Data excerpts
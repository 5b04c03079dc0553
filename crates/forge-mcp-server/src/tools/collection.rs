// SPDX-FileCopyrightText: 2026 Session Forge Contributors
// SPDX-License-Identifier: MIT OR Apache-2.0

//! Search, list and delete tools shared by every collection.

use async_trait::async_trait;
use forge_core::ForgeError;
use forge_storage::index::RECENT_VIEW_CAP;
use forge_storage::search::DEFAULT_SEARCH_LIMIT;
use forge_storage::{CollectionDocument, CollectionStore};
use serde_json::{Value, json};

use super::{optional_str, optional_usize};
use crate::tool::{Tool, ToolOutput};

/// Keyword search over one collection.
pub struct SearchTool<D> {
    name: &'static str,
    description: &'static str,
    store: CollectionStore<D>,
}

impl<D: CollectionDocument> SearchTool<D> {
    pub fn new(name: &'static str, description: &'static str, store: CollectionStore<D>) -> Self {
        Self {
            name,
            description,
            store,
        }
    }
}

#[async_trait]
impl<D: CollectionDocument + Send + Sync + 'static> Tool for SearchTool<D> {
    fn name(&self) -> &str {
        self.name
    }

    fn description(&self) -> &str {
        self.description
    }

    fn parameters_schema(&self) -> Value {
        json!({
            "type": "object",
            "properties": {
                "query": {
                    "type": "string",
                    "description": "Search terms; an entry matches if it contains any of them"
                },
                "limit": {
                    "type": "integer",
                    "minimum": 0,
                    "description": "Max results to return (default 20)"
                }
            },
            "required": ["query"]
        })
    }

    async fn invoke(&self, input: Value) -> Result<ToolOutput, ForgeError> {
        let query = super::required_str(&input, "query")?;
        let limit = optional_usize(&input, "limit")?.unwrap_or(DEFAULT_SEARCH_LIMIT);
        ToolOutput::json(&self.store.search(&query, limit))
    }
}

/// Numbered view of one collection, for use with [`DeleteTool`].
pub struct ListTool<D> {
    name: &'static str,
    description: &'static str,
    store: CollectionStore<D>,
}

impl<D: CollectionDocument> ListTool<D> {
    pub fn new(name: &'static str, description: &'static str, store: CollectionStore<D>) -> Self {
        Self {
            name,
            description,
            store,
        }
    }
}

#[async_trait]
impl<D: CollectionDocument + Send + Sync + 'static> Tool for ListTool<D> {
    fn name(&self) -> &str {
        self.name
    }

    fn description(&self) -> &str {
        self.description
    }

    fn parameters_schema(&self) -> Value {
        json!({
            "type": "object",
            "properties": {
                "query": {
                    "type": "string",
                    "description": "Optional filter; shows up to 200 matches"
                },
                "limit": {
                    "type": "integer",
                    "minimum": 0,
                    "description": "How many recent entries to show without a query (default 10)"
                }
            }
        })
    }

    async fn invoke(&self, input: Value) -> Result<ToolOutput, ForgeError> {
        let query = optional_str(&input, "query")?;
        let limit = optional_usize(&input, "limit")?.unwrap_or(RECENT_VIEW_CAP);
        let items = self.store.list(query.as_deref(), limit);
        ToolOutput::json(&json!({
            "total": self.store.len(),
            "showing": items.len(),
            "query": query,
            "items": items,
        }))
    }
}

/// Delete-by-index against the view a list call with the same query shows.
pub struct DeleteTool<D> {
    name: &'static str,
    description: &'static str,
    store: CollectionStore<D>,
}

impl<D: CollectionDocument> DeleteTool<D> {
    pub fn new(name: &'static str, description: &'static str, store: CollectionStore<D>) -> Self {
        Self {
            name,
            description,
            store,
        }
    }
}

#[async_trait]
impl<D: CollectionDocument + Send + Sync + 'static> Tool for DeleteTool<D> {
    fn name(&self) -> &str {
        self.name
    }

    fn description(&self) -> &str {
        self.description
    }

    fn parameters_schema(&self) -> Value {
        json!({
            "type": "object",
            "properties": {
                "index": {
                    "type": "integer",
                    "minimum": 1,
                    "description": "1-based index shown by the list call"
                },
                "query": {
                    "type": "string",
                    "description": "The query passed to the list call, if any"
                }
            },
            "required": ["index"]
        })
    }

    async fn invoke(&self, input: Value) -> Result<ToolOutput, ForgeError> {
        let index = optional_usize(&input, "index")?
            .ok_or_else(|| ForgeError::InvalidInput("missing required 'index' parameter".into()))?;
        let query = optional_str(&input, "query")?;

        let deletion = self.store.delete_at(index, query.as_deref())?;
        let mut body = json!({
            "success": true,
            "deleted": deletion.removed,
            "remaining": deletion.remaining,
        });
        if deletion.collisions > 0 {
            body["collisions"] = json!(deletion.collisions);
        }
        ToolOutput::json(&body)
    }
}

#[cfg(test)]
mod tests {
    use super::*;
    use chrono::{TimeZone, Utc};
    use forge_memory::{DeadEnds, NewDeadEnd, types::DeadEndsData};

    fn seeded() -> (tempfile::TempDir, CollectionStore<DeadEndsData>) {
        let dir = tempfile::tempdir().unwrap();
        let dead_ends = DeadEnds::new(dir.path().join("dead-ends.json"));
        let base = Utc.with_ymd_and_hms(2026, 1, 1, 0, 0, 0).unwrap();
        for (n, what) in ["tried X", "tried Y", "tried Z"].iter().enumerate() {
            let new = NewDeadEnd {
                attempted: what.to_string(),
                why_failed: "no".into(),
                ..Default::default()
            };
            dead_ends
                .record(new, base + chrono::Duration::seconds(n as i64))
                .unwrap();
        }
        let store = dead_ends.store().clone();
        (dir, store)
    }

    #[tokio::test]
    async fn list_reports_total_and_items() {
        let (_dir, store) = seeded();
        let tool = ListTool::new("dead_end_list", "list", store);
        let out = tool.invoke(json!({})).await.unwrap();
        let body: Value = serde_json::from_str(&out.content).unwrap();

        assert_eq!(body["total"], 3);
        assert_eq!(body["showing"], 3);
        assert_eq!(body["items"][1]["index"], 2);
        assert_eq!(body["items"][1]["preview"], "tried Y");
        assert!(body["query"].is_null());
    }

    #[tokio::test]
    async fn delete_returns_removed_entry() {
        let (_dir, store) = seeded();
        let tool = DeleteTool::new("dead_end_delete", "delete", store);
        let out = tool.invoke(json!({ "index": 2 })).await.unwrap();
        let body: Value = serde_json::from_str(&out.content).unwrap();

        assert_eq!(body["deleted"]["attempted"], "tried Y");
        assert_eq!(body["remaining"], 2);
        assert!(body.get("collisions").is_none());
    }

    #[tokio::test]
    async fn delete_out_of_range_is_an_error() {
        let (_dir, store) = seeded();
        let tool = DeleteTool::new("dead_end_delete", "delete", store);
        let err = tool.invoke(json!({ "index": 4 })).await.unwrap_err();
        assert_eq!(err.valid_range().as_deref(), Some("1-3"));
    }

    #[tokio::test]
    async fn search_requires_query() {
        let (_dir, store) = seeded();
        let tool = SearchTool::new("dead_end_search", "search", store);
        assert!(tool.invoke(json!({})).await.is_err());

        let out = tool.invoke(json!({ "query": "y" })).await.unwrap();
        let body: Value = serde_json::from_str(&out.content).unwrap();
        // single-character terms are dropped, so this falls back to recent entries
        assert_eq!(body.as_array().unwrap().len(), 3);
    }
}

** Activity **
Each record must be output word for word.

** Completed task **
repository 5b04c03079dc0553
filename crates/forge-mcp-server/src/tools/collection.rs
// SPDX-FileCopyrightText: 2026 Session Forge Contributors
// SPDX-License-Identifier: MIT OR Apache-2.0

//! Search, list and delete tools shared by every collection.

use async_trait::async_trait;
use forge_core::ForgeError;
use forge_storage::index::RECENT_VIEW_CAP;
use forge_storage::search::DEFAULT_SEARCH_LIMIT;
use forge_storage::{CollectionDocument, CollectionStore};
use serde_json::{Value, json};

use super::{optional_str, optional_usize};
use crate::tool::{Tool, ToolOutput};

/// Keyword search over one collection.
pub struct SearchTool<D> {
    name: &'static str,
    description: &'static str,
    store: CollectionStore<D>,
}

impl<D: CollectionDocument> SearchTool<D> {
    pub fn new(name: &'static str, description: &'static str, store: CollectionStore<D>) -> Self {
        Self {
            name,
            description,
            store,
        }
    }
}

#[async_trait]
impl<D: CollectionDocument + Send + Sync + 'static> Tool for SearchTool<D> {
    fn name(&self) -> &str {
        self.name
    }

    fn description(&self) -> &str {
        self.description
    }

    fn parameters_schema(&self) -> Value {
        json!({
            "type": "object",
            "properties": {
                "query": {
                    "type": "string",
                    "description": "Search terms; an entry matches if it contains any of them"
                },
                "limit": {
                    "type": "integer",
                    "minimum": 0,
                    "description": "Max results to return (default 20)"
                }
            },
            "required": ["query"]
        })
    }

    async fn invoke(&self, input: Value) -> Result<ToolOutput, ForgeError> {
        let query = super::required_str(&input, "query")?;
        let limit = optional_usize(&input, "limit")?.unwrap_or(DEFAULT_SEARCH_LIMIT);
        ToolOutput::json(&self.store.search(&query, limit))
    }
}

/// Numbered view of one collection, for use with [`DeleteTool`].
pub struct ListTool<D> {
    name: &'static str,
    description: &'static str,
    store: CollectionStore<D>,
}

impl<D: CollectionDocument> ListTool<D> {
    pub fn new(name: &'static str, description: &'static str, store: CollectionStore<D>) -> Self {
        Self {
            name,
            description,
            store,
        }
    }
}

#[async_trait]
impl<D: CollectionDocument + Send + Sync + 'static> Tool for ListTool<D> {
    fn name(&self) -> &str {
        self.name
    }

    fn description(&self) -> &str {
        self.description
    }

    fn parameters_schema(&self) -> Value {
        json!({
            "type": "object",
            "properties": {
                "query": {
                    "type": "string",
                    "description": "Optional filter; shows up to 200 matches"
                },
                "limit": {
                    "type": "integer",
                    "minimum": 0,
                    "description": "How many recent entries to show without a query (default 10)"
                }
            }
        })
    }

    async fn invoke(&self, input: Value) -> Result<ToolOutput, ForgeError> {
        let query = optional_str(&input, "query")?;
        let limit = optional_usize(&input, "limit")?.unwrap_or(RECENT_VIEW_CAP);
        let items = self.store.list(query.as_deref(), limit);
        ToolOutput::json(&json!({
            "total": self.store.len(),
            "showing": items.len(),
            "query": query,
            "items": items,
        }))
    }
}

/// Delete-by-index against the view a list call with the same query shows.
pub struct DeleteTool<D> {
    name: &'static str,
    description: &'static str,
    store: CollectionStore<D>,
}

impl<D: CollectionDocument> DeleteTool<D> {
    pub fn new(name: &'static str, description: &'static str, store: CollectionStore<D>) -> Self {
        Self {
            name,
            description,
            store,
        }
    }
}

#[async_trait]
impl<D: CollectionDocument + Send + Sync + 'static> Tool for DeleteTool<D> {
    fn name(&self) -> &str {
        self.name
    }

    fn description(&self) -> &str {
        self.description
    }

    fn parameters_schema(&self) -> Value {
        json!({
            "type": "object",
            "properties": {
                "index": {
                    "type": "integer",
                    "minimum": 1,
                    "description": "1-based index shown by the list call"
                },
                "query": {
                    "type": "string",
                    "description": "The query passed to the list call, if any"
                }
            },
            "required": ["index"]
        })
    }

    async fn invoke(&self, input: Value) -> Result<ToolOutput, ForgeError> {
        let index = optional_usize(&input, "index")?
            .ok_or_else(|| ForgeError::InvalidInput("missing required 'index' parameter".into()))?;
        let query = optional_str(&input, "query")?;

        let deletion = self.store.delete_at(index, query.as_deref())?;
        let mut body = json!({
            "success": true,
            "deleted": deletion.removed,
            "remaining": deletion.remaining,
        });
        if deletion.collisions > 0 {
            body["collisions"] = json!(deletion.collisions);
        }
        ToolOutput::json(&body)
    }
}

#[cfg(test)]
mod tests {
    use super::*;
    use chrono::{TimeZone, Utc};
    use forge_memory::{DeadEnds, NewDeadEnd, types::DeadEndsData};

    fn seeded() -> (tempfile::TempDir, CollectionStore<DeadEndsData>) {
        let dir = tempfile::tempdir().unwrap();
        let dead_ends = DeadEnds::new(dir.path().join("dead-ends.json"));
        let base = Utc.with_ymd_and_hms(2026, 1, 1, 0, 0, 0).unwrap();
        for (n, what) in ["tried X", "tried Y", "tried Z"].iter().enumerate() {
            let new = NewDeadEnd {
                attempted: what.to_string(),
                why_failed: "no".into(),
                ..Default::default()
            };
            dead_ends
                .record(new, base + chrono::Duration::seconds(n as i64))
                .unwrap();
        }
        let store = dead_ends.store().clone();
        (dir, store)
    }

    #[tokio::test]
    async fn list_reports_total_and_items() {
        let (_dir, store) = seeded();
        let tool = ListTool::new("dead_end_list", "list", store);
        let out = tool.invoke(json!({})).await.unwrap();
        let body: Value = serde_json::from_str(&out.content).unwrap();

        assert_eq!(body["total"], 3);
        assert_eq!(body["showing"], 3);
        assert_eq!(body["items"][1]["index"], 2);
        assert_eq!(body["items"][1]["preview"], "tried Y");
        assert!(body["query"].is_null());
    }

    #[tokio::test]
    async fn delete_returns_removed_entry() {
        let (_dir, store) = seeded();
        let tool = DeleteTool::new("dead_end_delete", "delete", store);
        let out = tool.invoke(json!({ "index": 2 })).await.unwrap();
        let body: Value = serde_json::from_str(&out.content).unwrap();

        assert_eq!(body["deleted"]["attempted"], "tried Y");
        assert_eq!(body["remaining"], 2);
        assert!(body.get("collisions").is_none());
    }

    #[tokio::test]
    async fn delete_out_of_range_is_an_error() {
        let (_dir, store) = seeded();
        let tool = DeleteTool::new("dead_end_delete", "delete", store);
        let err = tool.invoke(json!({ "index": 4 })).await.unwrap_err();
        assert_eq!(err.valid_range().as_deref(), Some("1-3"));
    }

    #[tokio::test]
    async fn search_requires_query() {
        let (_dir, store) = seeded();
        let tool = SearchTool::new("dead_end_search", "search", store);
        assert!(tool.invoke(json!({})).await.is_err());

        let out = tool.invoke(json!({ "query": "y" })).await.unwrap();
        let body: Value = serde_json::from_str(&out.content).unwrap();
        // single-character terms are dropped, so this falls back to recent entries
        assert_eq!(body.as_array().unwrap().len(), 3);
    }
}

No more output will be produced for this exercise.